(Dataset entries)

• • •

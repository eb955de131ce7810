use serde::{Deserialize, Serialize};

use crate::routing::ModelTier;

/// The fixed pool of specialist workers.
#[derive(Debug, Clone, Copy, PartialEq, Eq, PartialOrd, Ord, Hash, Serialize, Deserialize)]
#[serde(rename_all = "snake_case")]
pub enum SpecialistRole {
    Researcher,
    Coder,
    Reviewer,
    Risk,
    Growth,
    Compliance,
}

impl SpecialistRole {
    pub const ALL: [SpecialistRole; 6] = [
        SpecialistRole::Researcher,
        SpecialistRole::Coder,
        SpecialistRole::Reviewer,
        SpecialistRole::Risk,
        SpecialistRole::Growth,
        SpecialistRole::Compliance,
    ];

    pub fn name(&self) -> &'static str {
        match self {
            SpecialistRole::Researcher => "researcher",
            SpecialistRole::Coder => "coder",
            SpecialistRole::Reviewer => "reviewer",
            SpecialistRole::Risk => "risk",
            SpecialistRole::Growth => "growth",
            SpecialistRole::Compliance => "compliance",
        }
    }

    pub fn from_name(name: &str) -> Option<Self> {
        match name.trim().to_lowercase().as_str() {
            "researcher" | "research" => Some(SpecialistRole::Researcher),
            "coder" | "programmer" | "developer" => Some(SpecialistRole::Coder),
            "reviewer" | "review" => Some(SpecialistRole::Reviewer),
            "risk" | "risk_analyst" => Some(SpecialistRole::Risk),
            "growth" | "growth_strategist" => Some(SpecialistRole::Growth),
            "compliance" | "compliance_officer" => Some(SpecialistRole::Compliance),
            _ => None,
        }
    }

    /// Risk work needs the strongest tier; everything else runs on the standard tier.
    pub fn default_tier(&self) -> ModelTier {
        match self {
            SpecialistRole::Risk => ModelTier::Heavy,
            _ => ModelTier::Standard,
        }
    }

    pub fn default_temperature(&self) -> f32 {
        match self {
            SpecialistRole::Researcher => 0.3,
            SpecialistRole::Coder => 0.2,
            SpecialistRole::Reviewer => 0.1,
            SpecialistRole::Risk => 0.2,
            SpecialistRole::Growth => 0.7,
            SpecialistRole::Compliance => 0.1,
        }
    }

    /// Confidence assigned when the response cannot be parsed.
    pub fn degraded_confidence(&self) -> f32 {
        match self {
            SpecialistRole::Growth => 0.7,
            SpecialistRole::Researcher | SpecialistRole::Reviewer => 0.6,
            SpecialistRole::Coder | SpecialistRole::Risk | SpecialistRole::Compliance => 0.5,
        }
    }

    /// Prior outputs worth feeding into this role's prompt.
    pub fn context_sources(&self) -> &'static [SpecialistRole] {
        match self {
            SpecialistRole::Researcher => &[],
            SpecialistRole::Coder => &[SpecialistRole::Researcher],
            SpecialistRole::Reviewer => &[SpecialistRole::Coder, SpecialistRole::Researcher],
            SpecialistRole::Risk => &[SpecialistRole::Researcher, SpecialistRole::Compliance],
            SpecialistRole::Growth => &[SpecialistRole::Researcher, SpecialistRole::Risk],
            SpecialistRole::Compliance => &[SpecialistRole::Researcher, SpecialistRole::Coder],
        }
    }

    pub fn describe(&self) -> &'static str {
        match self {
            SpecialistRole::Researcher => "gathers facts from the knowledge base and cites sources",
            SpecialistRole::Coder => "writes or explains code",
            SpecialistRole::Reviewer => "reviews code or findings for errors and gaps",
            SpecialistRole::Risk => "assesses business, technical and operational risk",
            SpecialistRole::Growth => "identifies growth opportunities and recommendations",
            SpecialistRole::Compliance => "checks regulatory and policy compliance",
        }
    }

    pub fn system_prompt(&self) -> String {
        let (base, schema) = match self {
            SpecialistRole::Researcher => (
                "You are a research specialist for an enterprise knowledge platform. \
                 Ground every claim in the provided context, distinguish facts from interpretation, \
                 and cite the sources you relied on.",
                r#"{"summary": string, "key_findings": [string], "sources": [string], "confidence": float}"#,
            ),
            SpecialistRole::Coder => (
                "You are an expert software engineer. Produce correct, minimal code for the task. \
                 Never invent APIs or files you have not been shown.",
                r#"{"language": string, "code": string, "explanation": string, "confidence": float}"#,
            ),
            SpecialistRole::Reviewer => (
                "You are a strict technical reviewer and fact-checker. Compare the prior outputs \
                 against the task, flag contradictions and unverified claims.",
                r#"{"verdict": "approve" | "revise", "issues": [string], "suggestions": [string], "confidence": float}"#,
            ),
            SpecialistRole::Risk => (
                "You are a risk analyst. Identify business, technical, security and operational risks, \
                 rate their severity and propose mitigations.",
                r#"{"risk_level": "low" | "medium" | "high" | "critical", "risks": [string], "mitigations": [string], "confidence": float}"#,
            ),
            SpecialistRole::Growth => (
                "You are a growth strategist. Identify concrete opportunities and actionable recommendations.",
                r#"{"opportunities": [string], "recommendations": [string], "confidence": float}"#,
            ),
            SpecialistRole::Compliance => (
                "You are a compliance officer. Check the task against applicable regulations and internal policy \
                 and list any violations.",
                r#"{"compliant": bool, "regulations": [string], "violations": [string], "recommendations": [string], "confidence": float}"#,
            ),
        };
        format!("{}\n\nRespond with a single JSON object of the form:\n{}", base, schema)
    }
}

impl std::fmt::Display for SpecialistRole {
    fn fmt(&self, f: &mut std::fmt::Formatter<'_>) -> std::fmt::Result {
        f.write_str(self.name())
    }
}

/// Configuration for a specialist agent
#[derive(Debug, Clone, Serialize, Deserialize)]
pub struct AgentConfig {
    pub role: SpecialistRole,
    pub tier: ModelTier,
    pub system_prompt: String,
    pub temperature: f32,
    pub max_tokens: u32,
    /// Character budget for prior-output context.
    pub context_chars: usize,
}

impl AgentConfig {
    pub fn new(role: SpecialistRole) -> Self {
        Self {
            role,
            tier: role.default_tier(),
            system_prompt: role.system_prompt(),
            temperature: role.default_temperature(),
            max_tokens: 2048,
            context_chars: 3000,
        }
    }

    pub fn with_context_chars(mut self, chars: usize) -> Self {
        self.context_chars = chars;
        self
    }
}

• • •

▶ [AIM OF THE TASK] Check every line of the data above for the string "usize", and copy those that have it.

▶ [EXERCISE RESPONSE]
    pub context_chars: usize,
    pub fn with_context_chars(mut self, chars: usize) -> Self {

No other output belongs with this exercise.